Extracted data below:

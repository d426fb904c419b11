//! Output formatting for CLI commands.
//!
//! Every command builds a serializable report; human output prints the exact
//! line shapes the query and benchmark contracts define, JSON output prints
//! the report structure itself.

use serde::Serialize;

use crate::cli::args::OutputFormat;
use crate::error::Result;
use crate::query::{QueryOutcome, render_lines};

/// Diagnostics printed after ingestion.
#[derive(Debug, Clone, Serialize)]
pub struct PreprocessStats {
    pub unique_words: usize,
    pub load_ratio: f64,
}

impl PreprocessStats {
    /// The diagnostics line: unique word count and hash table load ratio.
    pub fn render(&self) -> String {
        format!(
            "After preprocessing, the unique word count is {}. Current load ratio is {:.2}.",
            self.unique_words, self.load_ratio
        )
    }
}

/// Result structure for the query command.
#[derive(Debug, Serialize)]
pub struct QueryReport {
    pub stats: PreprocessStats,
    pub avl: Option<Vec<QueryOutcome>>,
    pub hash: Option<Vec<QueryOutcome>>,
}

/// One node of the AVL diagnostic dump.
#[derive(Debug, Serialize)]
pub struct DumpEntry {
    pub word: String,
    pub height: u32,
    pub balance_factor: i32,
    pub documents: Vec<(String, u64)>,
}

impl DumpEntry {
    pub fn render(&self) -> String {
        let documents: Vec<String> = self
            .documents
            .iter()
            .map(|(doc, count)| format!("{{{doc}, {count}}}"))
            .collect();
        format!(
            "Word: {} | Height: {} | Balance Factor: {} | Documents: {}",
            self.word,
            self.height,
            self.balance_factor,
            documents.join(" ")
        )
    }
}

/// Result structure for the stats command.
#[derive(Debug, Serialize)]
pub struct StatsReport {
    pub stats: PreprocessStats,
    pub capacity: usize,
    pub avl_height: u32,
    pub dump: Option<Vec<DumpEntry>>,
}

/// Result structure for the bench command.
#[derive(Debug, Serialize)]
pub struct BenchReport {
    pub stats: PreprocessStats,
    pub iterations: u32,
    pub avl_nanos: u128,
    pub hash_nanos: u128,
    pub speedup: f64,
}

impl BenchReport {
    /// The three benchmark lines.
    pub fn render(&self) -> Vec<String> {
        vec![
            format!("Time (BST): {} nanoseconds", self.avl_nanos),
            format!("Time (HashTable): {} nanoseconds", self.hash_nanos),
            format!("Speed Up (HashTable over BST): {:.2}x", self.speedup),
        ]
    }
}

/// Print a query report in the requested format.
pub fn print_query_report(report: &QueryReport, format: OutputFormat) -> Result<()> {
    match format {
        OutputFormat::Human => {
            println!("{}", report.stats.render());
            if let Some(outcomes) = &report.avl {
                for line in render_lines(outcomes) {
                    println!("{line}");
                }
            }
            if let Some(outcomes) = &report.hash {
                for line in render_lines(outcomes) {
                    println!("{line}");
                }
            }
        }
        OutputFormat::Json => println!("{}", serde_json::to_string_pretty(report)?),
    }
    Ok(())
}

/// Print a stats report in the requested format.
pub fn print_stats_report(report: &StatsReport, format: OutputFormat) -> Result<()> {
    match format {
        OutputFormat::Human => {
            println!("{}", report.stats.render());
            println!("Hash table capacity: {}", report.capacity);
            println!("AVL tree height: {}", report.avl_height);
            if let Some(entries) = &report.dump {
                for entry in entries {
                    println!("{}", entry.render());
                }
            }
        }
        OutputFormat::Json => println!("{}", serde_json::to_string_pretty(report)?),
    }
    Ok(())
}

/// Print a bench report in the requested format.
pub fn print_bench_report(report: &BenchReport, format: OutputFormat) -> Result<()> {
    match format {
        OutputFormat::Human => {
            println!("{}", report.stats.render());
            for line in report.render() {
                println!("{line}");
            }
        }
        OutputFormat::Json => println!("{}", serde_json::to_string_pretty(report)?),
    }
    Ok(())
}
//! Error types for the Verba library.
//!
//! All fallible operations return [`Result`], whose error type is the
//! [`VerbaError`] enum. Index operations themselves are total over any word and
//! never fail; errors come from the surrounding layers (file ingestion, query
//! parsing, output serialization).

use std::io;

use anyhow;
use thiserror::Error;

/// The main error type for Verba operations.
#[derive(Error, Debug)]
pub enum VerbaError {
    /// I/O errors (reading input documents).
    #[error("I/O error: {0}")]
    Io(#[from] io::Error),

    /// Index-related errors.
    #[error("Index error: {0}")]
    Index(String),

    /// Analysis-related errors (tokenization, normalization).
    #[error("Analysis error: {0}")]
    Analysis(String),

    /// Query-related errors.
    #[error("Query error: {0}")]
    Query(String),

    /// Invalid operation.
    #[error("Invalid operation: {0}")]
    InvalidOperation(String),

    /// JSON serialization/deserialization errors.
    #[error("JSON error: {0}")]
    Json(#[from] serde_json::Error),

    /// Generic error for other cases.
    #[error("Error: {0}")]
    Other(String),

    /// Generic anyhow error.
    #[error("Anyhow error: {0}")]
    Anyhow(#[from] anyhow::Error),
}

/// Result type alias for operations that may fail with VerbaError.
pub type Result<T> = std::result::Result<T, VerbaError>;

impl VerbaError {
    /// Create a new index error.
    pub fn index<S: Into<String>>(msg: S) -> Self {
        VerbaError::Index(msg.into())
    }

    /// Create a new analysis error.
    pub fn analysis<S: Into<String>>(msg: S) -> Self {
        VerbaError::Analysis(msg.into())
    }

    /// Create a new query error.
    pub fn query<S: Into<String>>(msg: S) -> Self {
        VerbaError::Query(msg.into())
    }

    /// Create a new invalid operation error.
    pub fn invalid_operation<S: Into<String>>(msg: S) -> Self {
        VerbaError::InvalidOperation(msg.into())
    }

    /// Create a new generic error.
    pub fn other<S: Into<String>>(msg: S) -> Self {
        VerbaError::Other(msg.into())
    }
}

End of Extracted data.

### What the exercise asks:
Please copy, exactly as written, every line in the listing above from the line with "use crate::cli::args::OutputFormat;" up to and including the line with "query report in the requested format.".

### Written reply:
use crate::cli::args::OutputFormat;
use crate::error::Result;
use crate::query::{QueryOutcome, render_lines};

/// Diagnostics printed after ingestion.
#[derive(Debug, Clone, Serialize)]
pub struct PreprocessStats {
    pub unique_words: usize,
    pub load_ratio: f64,
}

impl PreprocessStats {
    /// The diagnostics line: unique word count and hash table load ratio.
    pub fn render(&self) -> String {
        format!(
            "After preprocessing, the unique word count is {}. Current load ratio is {:.2}.",
            self.unique_words, self.load_ratio
        )
    }
}

/// Result structure for the query command.
#[derive(Debug, Serialize)]
pub struct QueryReport {
    pub stats: PreprocessStats,
    pub avl: Option<Vec<QueryOutcome>>,
    pub hash: Option<Vec<QueryOutcome>>,
}

/// One node of the AVL diagnostic dump.
#[derive(Debug, Serialize)]
pub struct DumpEntry {
    pub word: String,
    pub height: u32,
    pub balance_factor: i32,
    pub documents: Vec<(String, u64)>,
}

impl DumpEntry {
    pub fn render(&self) -> String {
        let documents: Vec<String> = self
            .documents
            .iter()
            .map(|(doc, count)| format!("{{{doc}, {count}}}"))
            .collect();
        format!(
            "Word: {} | Height: {} | Balance Factor: {} | Documents: {}",
            self.word,
            self.height,
            self.balance_factor,
            documents.join(" ")
        )
    }
}

/// Result structure for the stats command.
#[derive(Debug, Serialize)]
pub struct StatsReport {
    pub stats: PreprocessStats,
    pub capacity: usize,
    pub avl_height: u32,
    pub dump: Option<Vec<DumpEntry>>,
}

/// Result structure for the bench command.
#[derive(Debug, Serialize)]
pub struct BenchReport {
    pub stats: PreprocessStats,
    pub iterations: u32,
    pub avl_nanos: u128,
    pub hash_nanos: u128,
    pub speedup: f64,
}

impl BenchReport {
    /// The three benchmark lines.
    pub fn render(&self) -> Vec<String> {
        vec![
            format!("Time (BST): {} nanoseconds", self.avl_nanos),
            format!("Time (HashTable): {} nanoseconds", self.hash_nanos),
            format!("Speed Up (HashTable over BST): {:.2}x", self.speedup),
        ]
    }
}

/// Print a query report in the requested format.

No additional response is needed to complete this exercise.